The Diocese of Mostar-Duvno also retains the episcopal tradition from the Diocese of Duvno, an antique diocese first mentioned in 591, suppressed in the 7th century and reestablished in the 14th century.

The diocese covers area of 8368 km2, with 175,395 Catholics in 66 parishes of the diocese. There are 67 diocesan priests. The Franciscan Province of Herzegovina is serving 29 parishes. The seat of the diocese is the Cathedral of Mary, Mother of the Church. The current bishop of Mostar-Duvno is Petar Palić. He also serves as Apostolic Administrator of Trebinje-Mrkan, which is administered by the bishops of Mostar-Duvno since 1890.

The diocese releases a monthly magazine Crkva na kamenu. Patron saint of the diocese is Saint Joseph.

== History ==

=== Roman Empire and the Middle Ages ===

During the Roman Empire, on the territory of the present-day Diocese of Mostar-Duvno, there were two dioceses: the Duvno and Narona-Sarsenterum. The Diocese of Duvno (Delminium) was first mentioned in 591, by Pope Gregory the Great.
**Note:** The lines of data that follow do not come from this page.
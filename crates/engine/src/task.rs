//! Step-sequence task model and a single-threaded engine that runs it.
//!
//! A [`TaskEngine`] accepts an ordered [`TaskIterator`] and reports back
//! through a [`TaskObserver`] once the whole sequence has ended. Execution is
//! asynchronous: `execute` returns before any step has run.

use std::collections::VecDeque;
use std::panic::{AssertUnwindSafe, catch_unwind};
use std::sync::Arc;
use std::sync::atomic::{AtomicBool, Ordering};
use std::thread::{self, JoinHandle, ThreadId};

use thiserror::Error;
use tokio::sync::mpsc;
use tracing::{debug, error, warn};

#[derive(Debug, Error)]
pub enum TaskError {
    #[error("{0}")]
    Failed(String),

    #[error("cancelled")]
    Cancelled,
}

impl From<crate::error::EngineError> for TaskError {
    fn from(e: crate::error::EngineError) -> Self {
        Self::Failed(e.to_string())
    }
}

#[derive(Debug, Error)]
pub enum DispatchError {
    #[error("engine thread has shut down")]
    Closed,

    #[error("cannot start engine thread: {0}")]
    Spawn(String),
}

/// One step of a sequence.
pub trait Task: Send {
    fn title(&self) -> &str;

    fn run(&mut self, monitor: &TaskMonitor) -> Result<(), TaskError>;
}

/// Handed to each running step. Shared by all steps of one sequence.
#[derive(Debug, Clone, Default)]
pub struct TaskMonitor {
    cancelled: Arc<AtomicBool>,
}

impl TaskMonitor {
    /// Stops the sequence after the current step.
    pub fn cancel(&self) {
        self.cancelled.store(true, Ordering::SeqCst);
    }

    pub fn is_cancelled(&self) -> bool {
        self.cancelled.load(Ordering::SeqCst)
    }

    pub fn set_status(&self, message: &str) {
        debug!(status = message, "task status");
    }
}

/// Ordered, appendable list of steps.
#[derive(Default)]
pub struct TaskIterator {
    tasks: VecDeque<Box<dyn Task>>,
}

impl TaskIterator {
    pub fn new() -> Self {
        Self::default()
    }

    pub fn push(&mut self, task: impl Task + 'static) {
        self.tasks.push_back(Box::new(task));
    }

    pub fn append(&mut self, other: TaskIterator) {
        self.tasks.extend(other.tasks);
    }

    pub fn len(&self) -> usize {
        self.tasks.len()
    }

    pub fn is_empty(&self) -> bool {
        self.tasks.is_empty()
    }
}

impl Iterator for TaskIterator {
    type Item = Box<dyn Task>;

    fn next(&mut self) -> Option<Self::Item> {
        self.tasks.pop_front()
    }
}

#[derive(Debug, Clone, PartialEq, Eq)]
pub enum FinishStatus {
    Succeeded,
    /// `step` is the zero-based position of the failing step.
    Failed {
        step: usize,
        title: String,
        message: String,
    },
    /// `step` steps completed before the sequence stopped.
    Cancelled { step: usize },
}

impl FinishStatus {
    pub fn is_success(&self) -> bool {
        matches!(self, Self::Succeeded)
    }
}

pub trait TaskObserver: Send {
    fn task_finished(&mut self, _title: &str, _result: &Result<(), TaskError>) {}

    fn all_finished(&mut self, status: FinishStatus);
}

pub trait TaskEngine: Send + Sync {
    fn execute(&self, tasks: TaskIterator, observer: Box<dyn TaskObserver>);
}

pub type Job = Box<dyn FnOnce() + Send + 'static>;

/// Runs closures on the engine's affinity thread.
pub trait Dispatcher: Send + Sync {
    fn dispatch(&self, job: Job) -> Result<(), DispatchError>;

    fn is_dispatch_thread(&self) -> bool;
}

/// Runs every step sequence, and every dispatched job, on one named thread in
/// submission order.
pub struct DedicatedThreadEngine {
    sender: Option<mpsc::UnboundedSender<Job>>,
    worker: Option<JoinHandle<()>>,
    worker_id: ThreadId,
}

impl DedicatedThreadEngine {
    pub fn spawn(name: &str) -> Result<Self, DispatchError> {
        let (sender, mut receiver) = mpsc::unbounded_channel::<Job>();
        let worker = thread::Builder::new()
            .name(name.to_string())
            .spawn(move || {
                while let Some(job) = receiver.blocking_recv() {
                    if catch_unwind(AssertUnwindSafe(job)).is_err() {
                        error!("job panicked on engine thread");
                    }
                }
                debug!("engine thread exiting");
            })
            .map_err(|e| DispatchError::Spawn(e.to_string()))?;
        let worker_id = worker.thread().id();
        Ok(Self {
            sender: Some(sender),
            worker: Some(worker),
            worker_id,
        })
    }

    fn send(&self, job: Job) -> Result<(), DispatchError> {
        let sender = self.sender.as_ref().ok_or(DispatchError::Closed)?;
        sender.send(job).map_err(|_| DispatchError::Closed)
    }
}

impl TaskEngine for DedicatedThreadEngine {
    fn execute(&self, tasks: TaskIterator, observer: Box<dyn TaskObserver>) {
        // On a closed channel the observer is dropped unresolved.
        if self.send(Box::new(move || run_sequence(tasks, observer))).is_err() {
            warn!("step sequence submitted to a stopped engine");
        }
    }
}

impl Dispatcher for DedicatedThreadEngine {
    fn dispatch(&self, job: Job) -> Result<(), DispatchError> {
        self.send(job)
    }

    fn is_dispatch_thread(&self) -> bool {
        thread::current().id() == self.worker_id
    }
}

impl Drop for DedicatedThreadEngine {
    fn drop(&mut self) {
        self.sender.take();
        if let Some(worker) = self.worker.take() {
            if thread::current().id() != self.worker_id {
                let _ = worker.join();
            }
        }
    }
}

fn run_sequence(tasks: TaskIterator, mut observer: Box<dyn TaskObserver>) {
    let monitor = TaskMonitor::default();
    let mut status = FinishStatus::Succeeded;

    for (step, mut task) in tasks.enumerate() {
        if monitor.is_cancelled() {
            status = FinishStatus::Cancelled { step };
            break;
        }

        let title = task.title().to_string();
        debug!(step, title = %title, "running step");
        let result = match catch_unwind(AssertUnwindSafe(|| task.run(&monitor))) {
            Ok(result) => result,
            Err(_) => Err(TaskError::Failed(format!("step '{title}' panicked"))),
        };
        observer.task_finished(&title, &result);

        match result {
            Ok(()) => {}
            Err(TaskError::Cancelled) => {
                status = FinishStatus::Cancelled { step };
                break;
            }
            Err(TaskError::Failed(message)) => {
                debug!(step, title = %title, error = %message, "step failed");
                status = FinishStatus::Failed {
                    step,
                    title,
                    message,
                };
                break;
            }
        }
    }

    observer.all_finished(status);
}

#[cfg(test)]
mod tests {
    use super::*;
    use std::sync::mpsc as std_mpsc;
    use std::time::Duration;

    struct Record {
        title: String,
        log: Arc<parking_lot::Mutex<Vec<String>>>,
        outcome: fn(&TaskMonitor) -> Result<(), TaskError>,
    }

    impl Task for Record {
        fn title(&self) -> &str {
            &self.title
        }

        fn run(&mut self, monitor: &TaskMonitor) -> Result<(), TaskError> {
            self.log.lock().push(self.title.clone());
            (self.outcome)(monitor)
        }
    }

    struct Forward(std_mpsc::Sender<FinishStatus>);

    impl TaskObserver for Forward {
        fn all_finished(&mut self, status: FinishStatus) {
            let _ = self.0.send(status);
        }
    }

    fn sequence(
        log: &Arc<parking_lot::Mutex<Vec<String>>>,
        steps: &[(&str, fn(&TaskMonitor) -> Result<(), TaskError>)],
    ) -> TaskIterator {
        let mut tasks = TaskIterator::new();
        for (title, outcome) in steps {
            tasks.push(Record {
                title: title.to_string(),
                log: Arc::clone(log),
                outcome: *outcome,
            });
        }
        tasks
    }

    fn run(engine: &DedicatedThreadEngine, tasks: TaskIterator) -> FinishStatus {
        let (tx, rx) = std_mpsc::channel();
        engine.execute(tasks, Box::new(Forward(tx)));
        rx.recv_timeout(Duration::from_secs(5)).unwrap()
    }

    #[test]
    fn steps_run_in_order() {
        let engine = DedicatedThreadEngine::spawn("test-engine").unwrap();
        let log = Arc::new(parking_lot::Mutex::new(Vec::new()));
        let status = run(&engine, sequence(&log, &[("a", |_| Ok(())), ("b", |_| Ok(()))]));
        assert_eq!(status, FinishStatus::Succeeded);
        assert_eq!(*log.lock(), vec!["a", "b"]);
    }

    #[test]
    fn first_failure_stops_the_sequence() {
        let engine = DedicatedThreadEngine::spawn("test-engine").unwrap();
        let log = Arc::new(parking_lot::Mutex::new(Vec::new()));
        let status = run(
            &engine,
            sequence(
                &log,
                &[
                    ("a", |_| Ok(())),
                    ("b", |_| Err(TaskError::Failed("boom".into()))),
                    ("c", |_| Ok(())),
                ],
            ),
        );
        assert_eq!(
            status,
            FinishStatus::Failed {
                step: 1,
                title: "b".into(),
                message: "boom".into()
            }
        );
        assert_eq!(*log.lock(), vec!["a", "b"]);
    }

    #[test]
    fn monitor_cancel_stops_after_current_step() {
        let engine = DedicatedThreadEngine::spawn("test-engine").unwrap();
        let log = Arc::new(parking_lot::Mutex::new(Vec::new()));
        let status = run(
            &engine,
            sequence(
                &log,
                &[
                    ("a", |m| {
                        m.cancel();
                        Ok(())
                    }),
                    ("b", |_| Ok(())),
                ],
            ),
        );
        assert_eq!(status, FinishStatus::Cancelled { step: 1 });
        assert_eq!(*log.lock(), vec!["a"]);
    }

    #[test]
    fn panicking_step_is_a_failure() {
        let engine = DedicatedThreadEngine::spawn("test-engine").unwrap();
        let log = Arc::new(parking_lot::Mutex::new(Vec::new()));
        let status = run(&engine, sequence(&log, &[("a", |_| panic!("bad step"))]));
        assert!(matches!(status, FinishStatus::Failed { step: 0, .. }));

        // Engine thread survives.
        let status = run(&engine, sequence(&log, &[("b", |_| Ok(()))]));
        assert!(status.is_success());
    }

    #[test]
    fn empty_sequence_succeeds() {
        let engine = DedicatedThreadEngine::spawn("test-engine").unwrap();
        assert_eq!(run(&engine, TaskIterator::new()), FinishStatus::Succeeded);
    }

    #[test]
    fn dispatched_jobs_run_on_the_engine_thread() {
        let engine = Arc::new(DedicatedThreadEngine::spawn("test-engine").unwrap());
        assert!(!engine.is_dispatch_thread());

        let (tx, rx) = std_mpsc::channel();
        let probe = Arc::clone(&engine);
        engine
            .dispatch(Box::new(move || {
                let _ = tx.send((probe.is_dispatch_thread(), thread::current().name().map(String::from)));
            }))
            .unwrap();
        let (on_engine, name) = rx.recv_timeout(Duration::from_secs(5)).unwrap();
        assert!(on_engine);
        assert_eq!(name.as_deref(), Some("test-engine"));
    }

    #[test]
    fn append_keeps_order() {
        let log = Arc::new(parking_lot::Mutex::new(Vec::new()));
        let mut tasks = sequence(&log, &[("a", |_| Ok(()))]);
        tasks.append(sequence(&log, &[("b", |_| Ok(())), ("c", |_| Ok(()))]));
        assert_eq!(tasks.len(), 3);
        let titles: Vec<String> = tasks.map(|t| t.title().to_string()).collect();
        assert_eq!(titles, vec!["a", "b", "c"]);
    }
}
Venantius of Salona was martyred on the territory of the Diocese of Duvno in the 3rd century.

The Diocese of Duvno was suppressed in the 7th century, but re-established in 1337 by Pope Benedict XII as a defence against the Bosnian Church which was widespread in the Kingdom of Bosnia and was expending its influence on the territory of Croatia.

=== Ottoman rule ===

In 1482, Herzegovina was conquered by the Ottomans. Many people fled after the conquest or migrated later. In the 17th century, bishops in West Herzegovina were no longer present among the population, so the bishop of Makarska expanded his jurisdictions over West Herzegovina, including the Diocese of Duvno.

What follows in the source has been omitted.